Extracted data entries
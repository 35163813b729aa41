use anyhow::{Context, Result};

use crate::analysis::API_KEY_ENV;
use crate::llm_client::DEFAULT_BASE_URL;

/// Application configuration loaded from environment variables.
/// Only `PORT` can fail to load; a missing API key selects demo mode.
#[derive(Debug, Clone)]
pub struct Config {
    pub groq_api_key: Option<String>,
    pub groq_base_url: String,
    pub port: u16,
    pub rust_log: String,
}

impl Config {
    pub fn from_env() -> Result<Self> {
        dotenvy::dotenv().ok(); // load .env if present; ignore if missing

        Ok(Config {
            groq_api_key: optional_env(API_KEY_ENV),
            groq_base_url: optional_env("GROQ_BASE_URL")
                .unwrap_or_else(|| DEFAULT_BASE_URL.to_string()),
            port: std::env::var("PORT")
                .unwrap_or_else(|_| "8080".to_string())
                .parse::<u16>()
                .context("PORT must be a valid port number")?,
            rust_log: std::env::var("RUST_LOG").unwrap_or_else(|_| "info".to_string()),
        })
    }
}

fn optional_env(key: &str) -> Option<String> {
    std::env::var(key).ok().filter(|v| !v.trim().is_empty())
}
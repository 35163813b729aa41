mod analysis;
mod config;
mod errors;
mod llm_client;
mod routes;
mod state;

use anyhow::Result;
use std::net::SocketAddr;
use std::sync::Arc;
use tower_http::{cors::CorsLayer, trace::TraceLayer};
use tracing::info;
use tracing_subscriber::{layer::SubscriberExt, util::SubscriberInitExt, EnvFilter};

use crate::analysis::ResumeAnalyzer;
use crate::config::Config;
use crate::routes::build_router;
use crate::state::AppState;

#[tokio::main]
async fn main() -> Result<()> {
    let config = Config::from_env()?;

    // Initialize structured logging
    tracing_subscriber::registry()
        .with(EnvFilter::try_from_default_env().unwrap_or_else(|_| {
            EnvFilter::new(format!("{}={}", env!("CARGO_CRATE_NAME"), &config.rust_log))
        }))
        .with(tracing_subscriber::fmt::layer())
        .init();

    info!("Starting Resume API v{}", env!("CARGO_PKG_VERSION"));

    // Resolve the credential and client once; every request shares them
    let analyzer = ResumeAnalyzer::new(config.groq_api_key.clone(), &config.groq_base_url);

    let state = AppState {
        analyzer: Arc::new(analyzer),
    };

    let app = build_router(state)
        .layer(TraceLayer::new_for_http())
        .layer(CorsLayer::permissive());

    let addr: SocketAddr = format!("0.0.0.0:{}", config.port).parse()?;
    info!("Listening on {addr}");

    let listener = tokio::net::TcpListener::bind(addr).await?;
    axum::serve(listener, app).await?;

    Ok(())
}
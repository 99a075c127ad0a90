use std::fs;

use anyhow::Context as _;
use greyscript_lang::{Completion, Interpreter, Value};
use log::info;

use crate::{Context, args::RunCommand, host};

impl Context {
    pub async fn execute_run(&mut self, cmd: RunCommand) -> Result<(), anyhow::Error> {
        let mut path = cmd.path;
        let mut params: Vec<Value> = cmd.args.into_iter().map(Value::from).collect();
        let stdin = host::Input::stdin();
        loop {
            let input = fs::read_to_string(&path).with_context(|| format!("cannot read {path}"))?;
            let interpreter = Interpreter::new();
            host::install(&interpreter, &stdin);
            let program = match interpreter.compile(&input) {
                Ok(program) => program,
                Err(e) => {
                    for err in e.errors {
                        eprintln!("{path}: {err}");
                    }
                    return Err(anyhow::Error::msg("compile error"));
                }
            };
            match interpreter
                .run(&program, params)
                .await
                .with_context(|| format!("runtime error in {path}"))?
            {
                Completion::Done(_) => return Ok(()),
                Completion::Exit(message) => {
                    if !message.is_empty() {
                        println!("{message}");
                    }
                    return Ok(());
                }
                Completion::NewShell(handle) => {
                    let session = host::Session::from_handle(&handle)?;
                    info!("starting nested session {}", session.path);
                    path = session.path;
                    params = session.params;
                }
            }
        }
    }
}
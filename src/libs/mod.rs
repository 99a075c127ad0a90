//! The GreyScript intrinsics.
//!
//! Only pure functions live here. Anything touching the terminal, the clock
//! or the file system is a capability of the host.

mod builtin;
mod math;

pub use builtin::load_builtin;
pub use math::load_math;

use crate::objects::MapInner;

/// Installs every intrinsic into `api`.
pub fn load_libs(api: &MapInner) {
    load_builtin(api);
    load_math(api);
}
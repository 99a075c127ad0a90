use std::{cell::Cell, rc::Rc};

use futures::executor::block_on;
use greyscript_lang::{
    Completion, Error, HandleInner, HostObject, Interpreter, Value, objects::CallbackReturn,
};

/// A host object that counts how many of its kind were dropped.
struct Tracked(Rc<Cell<usize>>);

impl Drop for Tracked {
    fn drop(&mut self) {
        self.0.set(self.0.get() + 1);
    }
}

impl HostObject for Tracked {
    fn type_name(&self) -> &str {
        "tracked"
    }

    fn call_method(&self, name: &str, _args: Vec<Value>) -> Result<CallbackReturn, Error> {
        Err(Error::host(format!("no method {name}")))
    }
}

fn tracked(drops: &Rc<Cell<usize>>) -> Value {
    Value::from(HandleInner::new(Tracked(Rc::clone(drops))))
}

fn run_with_handle(input: &str, drops: &Rc<Cell<usize>>) {
    let interpreter = Interpreter::new();
    block_on(interpreter.run_source(input, vec![tracked(drops)])).unwrap();
}

#[test]
fn test_frames_with_local_functions_are_freed() {
    let drops = Rc::new(Cell::new(0));
    run_with_handle(
        r#"
f = function(h)
    helper = function
        return h
    end function
    return @helper
end function
f(params[0])
"#,
        &drops,
    );
    run_with_handle(
        r#"
f = function(h)
    return h
end function
f(params[0])
"#,
        &drops,
    );
    assert_eq!(drops.get(), 2);
}

#[test]
fn test_frames_are_freed_during_a_run() {
    let drops = Rc::new(Cell::new(0));
    let interpreter = Interpreter::new();
    let source = Rc::clone(&drops);
    interpreter.register_callback("track", move |_| Ok(tracked(&source)));
    let counter = Rc::clone(&drops);
    interpreter.register_callback("dropped", move |_| Ok(Value::from(counter.get())));

    let input = r#"
f = function(h)
    helper = function
        return h
    end function
    return @helper
end function
for i in range(1, 200)
    f(track)
end for
return dropped
"#;
    let completion = block_on(interpreter.run_source(input, Vec::new())).unwrap();
    let Completion::Done(Value::Number(during)) = completion else {
        panic!("unexpected completion {completion:?}");
    };
    assert!(during > 100.0, "only {during} freed while running");
    drop(interpreter);
    assert_eq!(drops.get(), 200);
}

#[test]
fn test_reachable_frames_survive() {
    let drops = Rc::new(Cell::new(0));
    let interpreter = Interpreter::new();
    let input = r#"
counter = function(h)
    state = {"n": 0, "h": h}
    bump = function
        state.n += 1
        return state.n
    end function
    return @bump
end function
bumps = []
for i in range(1, 100)
    bumps.push counter(params[0])
end for
keep = counter(params[0])
keep
bumps = null
"#;
    block_on(interpreter.run_source(input, vec![tracked(&drops)])).unwrap();
    assert_eq!(interpreter.collect(), 0);
    assert_eq!(
        block_on(interpreter.call("keep", Vec::new())).unwrap(),
        Value::from(2)
    );
    assert_eq!(drops.get(), 0);
    drop(interpreter);
    assert_eq!(drops.get(), 1);
}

**WORK INSTRUCTION**
Every record is to be written out verbatim.

**FINISHED TASK**
repository 35163813b729aa41
use anyhow::{Context, Result};

use crate::analysis::API_KEY_ENV;
use crate::llm_client::DEFAULT_BASE_URL;

/// Application configuration loaded from environment variables.
/// Only `PORT` can fail to load; a missing API key selects demo mode.
#[derive(Debug, Clone)]
pub struct Config {
    pub groq_api_key: Option<String>,
    pub groq_base_url: String,
    pub port: u16,
    pub rust_log: String,
}

impl Config {
    pub fn from_env() -> Result<Self> {
        dotenvy::dotenv().ok(); // load .env if present; ignore if missing

        Ok(Config {
            groq_api_key: optional_env(API_KEY_ENV),
            groq_base_url: optional_env("GROQ_BASE_URL")
                .unwrap_or_else(|| DEFAULT_BASE_URL.to_string()),
            port: std::env::var("PORT")
                .unwrap_or_else(|_| "8080".to_string())
                .parse::<u16>()
                .context("PORT must be a valid port number")?,
            rust_log: std::env::var("RUST_LOG").unwrap_or_else(|_| "info".to_string()),
        })
    }
}

fn optional_env(key: &str) -> Option<String> {
    std::env::var(key).ok().filter(|v| !v.trim().is_empty())
}
repository 35163813b729aa41
mod analysis;
mod config;
mod errors;
mod llm_client;
mod routes;
mod state;

use anyhow::Result;
use std::net::SocketAddr;
use std::sync::Arc;
use tower_http::{cors::CorsLayer, trace::TraceLayer};
use tracing::info;
use tracing_subscriber::{layer::SubscriberExt, util::SubscriberInitExt, EnvFilter};

use crate::analysis::ResumeAnalyzer;
use crate::config::Config;
use crate::routes::build_router;
use crate::state::AppState;

#[tokio::main]
async fn main() -> Result<()> {
    let config = Config::from_env()?;

    // Initialize structured logging
    tracing_subscriber::registry()
        .with(EnvFilter::try_from_default_env().unwrap_or_else(|_| {
            EnvFilter::new(format!("{}={}", env!("CARGO_CRATE_NAME"), &config.rust_log))
        }))
        .with(tracing_subscriber::fmt::layer())
        .init();

    info!("Starting Resume API v{}", env!("CARGO_PKG_VERSION"));

    // Resolve the credential and client once; every request shares them
    let analyzer = ResumeAnalyzer::new(config.groq_api_key.clone(), &config.groq_base_url);

    let state = AppState {
        analyzer: Arc::new(analyzer),
    };

    let app = build_router(state)
        .layer(TraceLayer::new_for_http())
        .layer(CorsLayer::permissive());

    let addr: SocketAddr = format!("0.0.0.0:{}", config.port).parse()?;
    info!("Listening on {addr}");

    let listener = tokio::net::TcpListener::bind(addr).await?;
    axum::serve(listener, app).await?;

    Ok(())
}
repository 99a075c127ad0a90
use std::fs;

use anyhow::Context as _;
use greyscript_lang::{Completion, Interpreter, Value};
use log::info;

use crate::{Context, args::RunCommand, host};

impl Context {
    pub async fn execute_run(&mut self, cmd: RunCommand) -> Result<(), anyhow::Error> {
        let mut path = cmd.path;
        let mut params: Vec<Value> = cmd.args.into_iter().map(Value::from).collect();
        let stdin = host::Input::stdin();
        loop {
            let input = fs::read_to_string(&path).with_context(|| format!("cannot read {path}"))?;
            let interpreter = Interpreter::new();
            host::install(&interpreter, &stdin);
            let program = match interpreter.compile(&input) {
                Ok(program) => program,
                Err(e) => {
                    for err in e.errors {
                        eprintln!("{path}: {err}");
                    }
                    return Err(anyhow::Error::msg("compile error"));
                }
            };
            match interpreter
                .run(&program, params)
                .await
                .with_context(|| format!("runtime error in {path}"))?
            {
                Completion::Done(_) => return Ok(()),
                Completion::Exit(message) => {
                    if !message.is_empty() {
                        println!("{message}");
                    }
                    return Ok(());
                }
                Completion::NewShell(handle) => {
                    let session = host::Session::from_handle(&handle)?;
                    info!("starting nested session {}", session.path);
                    path = session.path;
                    params = session.params;
                }
            }
        }
    }
}
filename src/libs/mod.rs
repository 99a075c127ad0a90
//! The GreyScript intrinsics.
//!
//! Only pure functions live here. Anything touching the terminal, the clock
//! or the file system is a capability of the host.

mod builtin;
mod math;

pub use builtin::load_builtin;
pub use math::load_math;

use crate::objects::MapInner;

/// Installs every intrinsic into `api`.
pub fn load_libs(api: &MapInner) {
    load_builtin(api);
    load_math(api);
}
repository 99a075c127ad0a90
use std::{cell::Cell, rc::Rc};

use futures::executor::block_on;
use greyscript_lang::{
    Completion, Error, HandleInner, HostObject, Interpreter, Value, objects::CallbackReturn,
};

/// A host object that counts how many of its kind were dropped.
struct Tracked(Rc<Cell<usize>>);

impl Drop for Tracked {
    fn drop(&mut self) {
        self.0.set(self.0.get() + 1);
    }
}

impl HostObject for Tracked {
    fn type_name(&self) -> &str {
        "tracked"
    }

    fn call_method(&self, name: &str, _args: Vec<Value>) -> Result<CallbackReturn, Error> {
        Err(Error::host(format!("no method {name}")))
    }
}

fn tracked(drops: &Rc<Cell<usize>>) -> Value {
    Value::from(HandleInner::new(Tracked(Rc::clone(drops))))
}

fn run_with_handle(input: &str, drops: &Rc<Cell<usize>>) {
    let interpreter = Interpreter::new();
    block_on(interpreter.run_source(input, vec![tracked(drops)])).unwrap();
}

#[test]
fn test_frames_with_local_functions_are_freed() {
    let drops = Rc::new(Cell::new(0));
    run_with_handle(
        r#"
f = function(h)
    helper = function
        return h
    end function
    return @helper
end function
f(params[0])
"#,
        &drops,
    );
    run_with_handle(
        r#"
f = function(h)
    return h
end function
f(params[0])
"#,
        &drops,
    );
    assert_eq!(drops.get(), 2);
}

#[test]
fn test_frames_are_freed_during_a_run() {
    let drops = Rc::new(Cell::new(0));
    let interpreter = Interpreter::new();
    let source = Rc::clone(&drops);
    interpreter.register_callback("track", move |_| Ok(tracked(&source)));
    let counter = Rc::clone(&drops);
    interpreter.register_callback("dropped", move |_| Ok(Value::from(counter.get())));

    let input = r#"
f = function(h)
    helper = function
        return h
    end function
    return @helper
end function
for i in range(1, 200)
    f(track)
end for
return dropped
"#;
    let completion = block_on(interpreter.run_source(input, Vec::new())).unwrap();
    let Completion::Done(Value::Number(during)) = completion else {
        panic!("unexpected completion {completion:?}");
    };
    assert!(during > 100.0, "only {during} freed while running");
    drop(interpreter);
    assert_eq!(drops.get(), 200);
}

#[test]
fn test_reachable_frames_survive() {
    let drops = Rc::new(Cell::new(0));
    let interpreter = Interpreter::new();
    let input = r#"
counter = function(h)
    state = {"n": 0, "h": h}
    bump = function
        state.n += 1
        return state.n
    end function
    return @bump
end function
bumps = []
for i in range(1, 100)
    bumps.push counter(params[0])
end for
keep = counter(params[0])
keep
bumps = null
"#;
    block_on(interpreter.run_source(input, vec![tracked(&drops)])).unwrap();
    assert_eq!(interpreter.collect(), 0);
    assert_eq!(
        block_on(interpreter.call("keep", Vec::new())).unwrap(),
        Value::from(2)
    );
    assert_eq!(drops.get(), 0);
    drop(interpreter);
    assert_eq!(drops.get(), 1);
}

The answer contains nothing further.